Publication series :None
Author: Elya Tzaneva
Publisher: Cambridge Scholars Publishing
Publication year: 2015
E-ISBN: 9781443884655
P-ISBN(Hardback): 9781443880855
Subject: K History and Geography
Keyword: Cultural Studies
Language: ENG
Disclaimer: Any content in publications that violate the sovereignty, the constitution or regulations of the PRC is not accepted or approved by CNPIEC.
Description
This book is an exploration of the potential of the ethnosymbolic approach to nation and identity to act as an instrumental tool for research into the mechanisms of identity-building. Using insights and data from Bulgarian history and culture, it views the construction of Bulgarian national identity as a modern process intimately affected by circumstances which prevailed in nineteenth-century Bulgarian society, and also as a process which, for its structural and psychological prerequisites, drew upon and reworked various specific features and peculiarities of an available but always malleable and never fixed Bulgarian ethnic and cultural tradition. The development of Bulgarian national identity drew, in combination or mutual interaction, upon two main sources: namely, a process of articulating, systematising and rationalising ideas of group commonality and ethnic distinctiveness; and the mobilising and politicising effect of modern economic and political forces upon that intersubjective process. The overall means of national identity construction, in all its complexity, was achieved as a symbiosis between the historical continuity of a collective ethnic inheritance and the modern dynamics of its political activation and mobilisation.
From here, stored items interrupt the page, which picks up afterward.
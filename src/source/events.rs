//! Push-style source: a JSON-lines log of inbound form events.
//!
//! Whatever receives the webhook appends one JSON object per line. Each line
//! becomes one record; nested objects are flattened to dotted keys and arrays
//! are joined with ", ".

use std::fs::File;
use std::io::{BufRead, BufReader};
use std::path::PathBuf;

use serde_json::{Map, Value};
use tracing::warn;

use super::RecordSource;
use crate::domain::RawRecord;
use crate::error::AppError;

#[derive(Debug, Clone)]
pub struct EventLogSource {
    path: PathBuf,
}

impl EventLogSource {
    pub fn new(path: impl Into<PathBuf>) -> Self {
        Self { path: path.into() }
    }
}

impl RecordSource for EventLogSource {
    fn fetch(&self) -> Result<Vec<RawRecord>, AppError> {
        let file = match File::open(&self.path) {
            Ok(file) => file,
            // Nothing has been pushed yet.
            Err(err) if err.kind() == std::io::ErrorKind::NotFound => return Ok(Vec::new()),
            Err(err) => {
                return Err(AppError::fetch(format!(
                    "Failed to open event log '{}': {err}",
                    self.path.display()
                )));
            }
        };

        let mut records = Vec::new();
        for (idx, line) in BufReader::new(file).lines().enumerate() {
            let line = line.map_err(|e| AppError::fetch(format!("Failed to read event log: {e}")))?;
            if line.trim().is_empty() {
                continue;
            }
            match serde_json::from_str::<Value>(&line) {
                Ok(Value::Object(map)) => records.push(flatten_event(&map, records.len() + 1)),
                Ok(_) => warn!(line = idx + 1, "event is not a JSON object; ignored"),
                Err(err) => warn!(line = idx + 1, error = %err, "malformed event; ignored"),
            }
        }
        Ok(records)
    }

    fn describe(&self) -> String {
        format!("events:{}", self.path.display())
    }
}

/// Flatten one event object into a record.
pub fn flatten_event(event: &Map<String, Value>, row_number: usize) -> RawRecord {
    let mut pairs = Vec::new();
    flatten_into("", event, &mut pairs);
    RawRecord::from_pairs(pairs, row_number)
}

fn flatten_into(prefix: &str, map: &Map<String, Value>, out: &mut Vec<(String, String)>) {
    for (key, value) in map {
        let name = if prefix.is_empty() {
            key.clone()
        } else {
            format!("{prefix}.{key}")
        };
        match value {
            Value::Object(inner) => flatten_into(&name, inner, out),
            other => out.push((name, scalar_text(other))),
        }
    }
}

fn scalar_text(value: &Value) -> String {
    match value {
        Value::Null => String::new(),
        Value::String(s) => s.clone(),
        Value::Array(items) => items
            .iter()
            .map(scalar_text)
            .filter(|s| !s.is_empty())
            .collect::<Vec<_>>()
            .join(", "),
        other => other.to_string(),
    }
}
//! Processing watermark.
//!
//! The watermark is the highest identifier known to be fully processed. It is a
//! single text value on disk, rewritten atomically, and only moved forward after
//! the artifact for that identifier has been durably written.

use std::cmp::Ordering;
use std::fs::{self, OpenOptions};
use std::io::Write;
use std::path::{Path, PathBuf};

use thiserror::Error;
use tracing::{debug, warn};

use crate::domain::IdOrder;
use crate::error::AppError;

const WATERMARK_FILE: &str = "watermark";

#[derive(Debug, Error)]
pub enum WatermarkError {
    #[error("failed to read watermark '{path}': {source}")]
    Read {
        path: PathBuf,
        #[source]
        source: std::io::Error,
    },
    #[error("failed to persist watermark '{path}': {source}")]
    Write {
        path: PathBuf,
        #[source]
        source: std::io::Error,
    },
}

impl From<WatermarkError> for AppError {
    fn from(err: WatermarkError) -> Self {
        AppError::io(err.to_string())
    }
}

/// A total order over record identifiers.
pub trait IdentifierOrder {
    fn compare(&self, a: &str, b: &str) -> Ordering;
}

impl IdentifierOrder for IdOrder {
    fn compare(&self, a: &str, b: &str) -> Ordering {
        match self {
            IdOrder::Lexical => a.cmp(b),
            // Every numeric identifier sorts before every non-numeric one.
            IdOrder::Numeric => match (a.trim().parse::<i128>(), b.trim().parse::<i128>()) {
                (Ok(x), Ok(y)) => x.cmp(&y),
                (Ok(_), Err(_)) => Ordering::Less,
                (Err(_), Ok(_)) => Ordering::Greater,
                (Err(_), Err(_)) => a.cmp(b),
            },
        }
    }
}

impl<F> IdentifierOrder for F
where
    F: Fn(&str, &str) -> Ordering,
{
    fn compare(&self, a: &str, b: &str) -> Ordering {
        self(a, b)
    }
}

/// Whether `id` is newer than `watermark` (everything is newer than no watermark).
pub fn accepts(id: &str, watermark: Option<&str>, order: &impl IdentifierOrder) -> bool {
    match watermark {
        None => true,
        Some(mark) => order.compare(id, mark) == Ordering::Greater,
    }
}

/// On-disk watermark location.
#[derive(Debug, Clone)]
pub struct WatermarkStore {
    path: PathBuf,
}

impl WatermarkStore {
    pub fn new(state_dir: &Path) -> Self {
        Self {
            path: state_dir.join(WATERMARK_FILE),
        }
    }

    pub fn path(&self) -> &Path {
        &self.path
    }

    /// Read the stored watermark. A missing or blank file means "nothing processed yet".
    pub fn load(&self) -> Result<Option<String>, WatermarkError> {
        match fs::read_to_string(&self.path) {
            Ok(contents) => {
                let value = contents.trim();
                Ok((!value.is_empty()).then(|| value.to_string()))
            }
            Err(err) if err.kind() == std::io::ErrorKind::NotFound => Ok(None),
            Err(source) => Err(WatermarkError::Read {
                path: self.path.clone(),
                source,
            }),
        }
    }

    /// Remove the stored watermark.
    pub fn clear(&self) -> Result<(), WatermarkError> {
        match fs::remove_file(&self.path) {
            Ok(()) => Ok(()),
            Err(err) if err.kind() == std::io::ErrorKind::NotFound => Ok(()),
            Err(source) => Err(WatermarkError::Write {
                path: self.path.clone(),
                source,
            }),
        }
    }

    /// Atomically replace the stored watermark with `id`.
    pub fn persist(&self, id: &str) -> Result<(), WatermarkError> {
        let write_err = |source: std::io::Error| WatermarkError::Write {
            path: self.path.clone(),
            source,
        };

        if let Some(parent) = self.path.parent() {
            fs::create_dir_all(parent).map_err(write_err)?;
        }
        let tmp_path = self.path.with_extension("tmp");
        {
            let mut file = OpenOptions::new()
                .create(true)
                .write(true)
                .truncate(true)
                .open(&tmp_path)
                .map_err(write_err)?;
            file.write_all(id.as_bytes()).map_err(write_err)?;
            file.write_all(b"\n").map_err(write_err)?;
            file.sync_all().map_err(write_err)?;
        }
        fs::rename(&tmp_path, &self.path).map_err(write_err)?;
        Ok(())
    }
}

/// Per-cycle view of the watermark.
///
/// Once a record fails, the cursor refuses to advance to that identifier or
/// anything ordered after it for the rest of the cycle, so the failed record is
/// offered again next time. A mark already persisted at or past a failed
/// identifier (out-of-order sources, duplicate identifiers) is rolled back.
#[derive(Debug)]
pub struct WatermarkCursor<O> {
    store: WatermarkStore,
    order: O,
    loaded: Option<String>,
    current: Option<String>,
    advanced: Vec<String>,
    failure_floor: Option<String>,
}

impl<O: IdentifierOrder> WatermarkCursor<O> {
    pub fn load(store: WatermarkStore, order: O) -> Result<Self, WatermarkError> {
        let current = store.load()?;
        debug!(watermark = ?current, path = %store.path().display(), "watermark loaded");
        Ok(Self {
            store,
            order,
            loaded: current.clone(),
            current,
            advanced: Vec::new(),
            failure_floor: None,
        })
    }

    pub fn current(&self) -> Option<&str> {
        self.current.as_deref()
    }

    pub fn accepts(&self, id: &str) -> bool {
        accepts(id, self.current(), &self.order)
    }

    /// Note that `id` failed this cycle, pulling the persisted mark back below it
    /// if this cycle already advanced that far.
    pub fn record_failure(&mut self, id: &str) -> Result<(), WatermarkError> {
        let lower = match &self.failure_floor {
            Some(floor) => self.order.compare(id, floor) == Ordering::Less,
            None => true,
        };
        if lower {
            self.failure_floor = Some(id.to_string());
        }

        let Some(current) = self.current.as_deref() else {
            return Ok(());
        };
        if self.order.compare(current, id) == Ordering::Less || self.current == self.loaded {
            return Ok(());
        }

        // Never below where the cycle started.
        let target = self
            .advanced
            .iter()
            .filter(|done| self.order.compare(done.as_str(), id) == Ordering::Less)
            .max_by(|a, b| self.order.compare(a.as_str(), b.as_str()))
            .cloned()
            .or_else(|| self.loaded.clone());
        match target.as_deref() {
            Some(mark) => self.store.persist(mark)?,
            None => self.store.clear()?,
        }
        warn!(
            failed_id = id,
            from = current,
            to = ?target,
            "watermark rolled back behind failed record"
        );
        self.current = target;
        Ok(())
    }

    /// Move the watermark to `id` after its artifact was durably written.
    ///
    /// Returns `Ok(false)` when the watermark stays put: `id` is not newer than
    /// the current mark, or an earlier-ordered record failed this cycle.
    pub fn advance(&mut self, id: &str) -> Result<bool, WatermarkError> {
        if let Some(floor) = &self.failure_floor {
            if self.order.compare(id, floor) != Ordering::Less {
                warn!(record_id = id, failed_id = %floor, "watermark held behind failed record");
                return Ok(false);
            }
        }
        if !self.accepts(id) {
            return Ok(false);
        }

        self.store.persist(id)?;
        debug!(record_id = id, "watermark advanced");
        self.current = Some(id.to_string());
        self.advanced.push(id.to_string());
        Ok(true)
    }
}

#[cfg(test)]
mod tests {
    use super::*;
    use tempfile::tempdir;

    #[test]
    fn numeric_order_compares_as_integers() {
        assert_eq!(IdOrder::Numeric.compare("9", "10"), Ordering::Less);
        assert_eq!(IdOrder::Lexical.compare("9", "10"), Ordering::Greater);
        assert_eq!(IdOrder::Numeric.compare("007", "7"), Ordering::Equal);
    }

    #[test]
    fn numeric_order_is_transitive_over_mixed_identifiers() {
        let order = IdOrder::Numeric;
        let ids = ["2", "10", "1a", "abc", "-3", "007"];
        for a in ids {
            for b in ids {
                assert_eq!(order.compare(a, b), order.compare(b, a).reverse());
                for c in ids {
                    let ab = order.compare(a, b);
                    if ab == Ordering::Less && order.compare(b, c) == Ordering::Less {
                        assert_eq!(order.compare(a, c), Ordering::Less, "{a} < {b} < {c}");
                    }
                }
            }
        }
        assert_eq!(IdOrder::Numeric.compare("10", "1a"), Ordering::Less);
        assert_eq!(IdOrder::Numeric.compare("2", "1a"), Ordering::Less);
    }

    #[test]
    fn closures_can_supply_the_order() {
        let reversed = |a: &str, b: &str| b.cmp(a);
        assert!(accepts("a", Some("b"), &reversed));
        assert!(!accepts("c", Some("b"), &reversed));
    }

    #[test]
    fn missing_file_loads_as_empty_and_persist_round_trips() {
        let dir = tempdir().expect("tempdir");
        let store = WatermarkStore::new(&dir.path().join("state"));
        assert_eq!(store.load().expect("load"), None);

        store.persist("42").expect("persist");
        assert_eq!(store.load().expect("load"), Some("42".to_string()));
        assert!(!store.path().with_extension("tmp").exists());
    }

    #[test]
    fn failed_record_is_offered_again_next_cycle() {
        let dir = tempdir().expect("tempdir");
        let store = WatermarkStore::new(dir.path());
        store.persist("10").expect("seed");

        let mut cursor = WatermarkCursor::load(store.clone(), IdOrder::Numeric).expect("load");
        assert!(!cursor.accepts("10"));
        assert!(cursor.accepts("11"));

        // 11 fails; 12 succeeds but must not move the mark past 11.
        cursor.record_failure("11").expect("failure");
        assert!(!cursor.advance("12").expect("advance"));
        assert_eq!(store.load().expect("load"), Some("10".to_string()));

        let next = WatermarkCursor::load(store, IdOrder::Numeric).expect("reload");
        assert!(next.accepts("11"));
    }

    #[test]
    fn failure_below_an_advanced_mark_rolls_it_back() {
        let dir = tempdir().expect("tempdir");
        let store = WatermarkStore::new(dir.path());
        store.persist("10").expect("seed");

        // Source order 13, 12, 11: 13 and 12 succeed, then 11 fails.
        let mut cursor = WatermarkCursor::load(store.clone(), IdOrder::Numeric).expect("load");
        assert!(cursor.advance("13").expect("advance"));
        cursor.record_failure("11").expect("failure");
        assert!(!cursor.advance("12").expect("advance"));
        assert_eq!(cursor.current(), Some("10"));
        assert_eq!(store.load().expect("load"), Some("10".to_string()));

        let next = WatermarkCursor::load(store, IdOrder::Numeric).expect("reload");
        assert!(next.accepts("11"));
    }

    #[test]
    fn rollback_keeps_successes_below_the_failure() {
        let dir = tempdir().expect("tempdir");
        let store = WatermarkStore::new(dir.path());

        let mut cursor = WatermarkCursor::load(store.clone(), IdOrder::Numeric).expect("load");
        assert!(cursor.advance("3").expect("advance"));
        assert!(cursor.advance("9").expect("advance"));
        cursor.record_failure("7").expect("failure");
        assert_eq!(store.load().expect("load"), Some("3".to_string()));

        // Duplicate identifier: the first copy succeeded, the second failed.
        cursor.record_failure("3").expect("failure");
        assert_eq!(cursor.current(), None);
        assert_eq!(store.load().expect("load"), None);
    }

    #[test]
    fn advance_never_moves_backwards() {
        let dir = tempdir().expect("tempdir");
        let store = WatermarkStore::new(dir.path());
        let mut cursor = WatermarkCursor::load(store.clone(), IdOrder::Numeric).expect("load");

        assert!(cursor.advance("5").expect("advance"));
        assert!(!cursor.advance("3").expect("advance"));
        assert_eq!(cursor.current(), Some("5"));
        assert_eq!(store.load().expect("load"), Some("5".to_string()));
    }
}
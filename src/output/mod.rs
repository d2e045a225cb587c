//! Artifact output: the generation lock and the idempotent writer.

pub mod lock;
pub mod writer;

pub use lock::*;
pub use writer::*;
//! CSV export source.

use std::fs::File;
use std::path::PathBuf;

use super::{RecordSource, records_from_rows};
use crate::domain::RawRecord;
use crate::error::AppError;

#[derive(Debug, Clone)]
pub struct CsvFileSource {
    path: PathBuf,
}

impl CsvFileSource {
    pub fn new(path: impl Into<PathBuf>) -> Self {
        Self { path: path.into() }
    }
}

impl RecordSource for CsvFileSource {
    fn fetch(&self) -> Result<Vec<RawRecord>, AppError> {
        let file = File::open(&self.path).map_err(|e| {
            AppError::fetch(format!("Failed to open CSV '{}': {e}", self.path.display()))
        })?;

        let mut reader = csv::ReaderBuilder::new()
            .flexible(true)
            .trim(csv::Trim::Headers)
            .from_reader(file);

        let header: Vec<String> = reader
            .headers()
            .map_err(|e| AppError::fetch(format!("Failed to read CSV headers: {e}")))?
            .iter()
            .map(str::to_string)
            .collect();

        let mut rows: Vec<Vec<String>> = Vec::new();
        for result in reader.records() {
            let record = result.map_err(|e| AppError::fetch(format!("CSV parse error: {e}")))?;
            rows.push(record.iter().map(str::to_string).collect());
        }

        Ok(records_from_rows(header, rows))
    }

    fn describe(&self) -> String {
        format!("csv:{}", self.path.display())
    }
}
The book combines, diachronically, the ideas and logic of social evolution with a synchronic approach that draws upon the so-called “instrumentalist” view of ethnic phenomena. It explores the cultural landscape of available ethnic notions and terms that were utilised as expressions of Bulgarian ethnic identity, but which also, in that process, reshaped all this in response to the changing conditions of Bulgarian society in the nineteenth century. As such, the book offers an in-depth investigation of how ideas of national identity were formed and changed within a modernist framework. Furthermore, it shows how ethnosymbolism, used as a tool and instrumentarium for national identity construction, can reveal the main patterns that contribute to what is defined as a discursive construction of identity dynamics.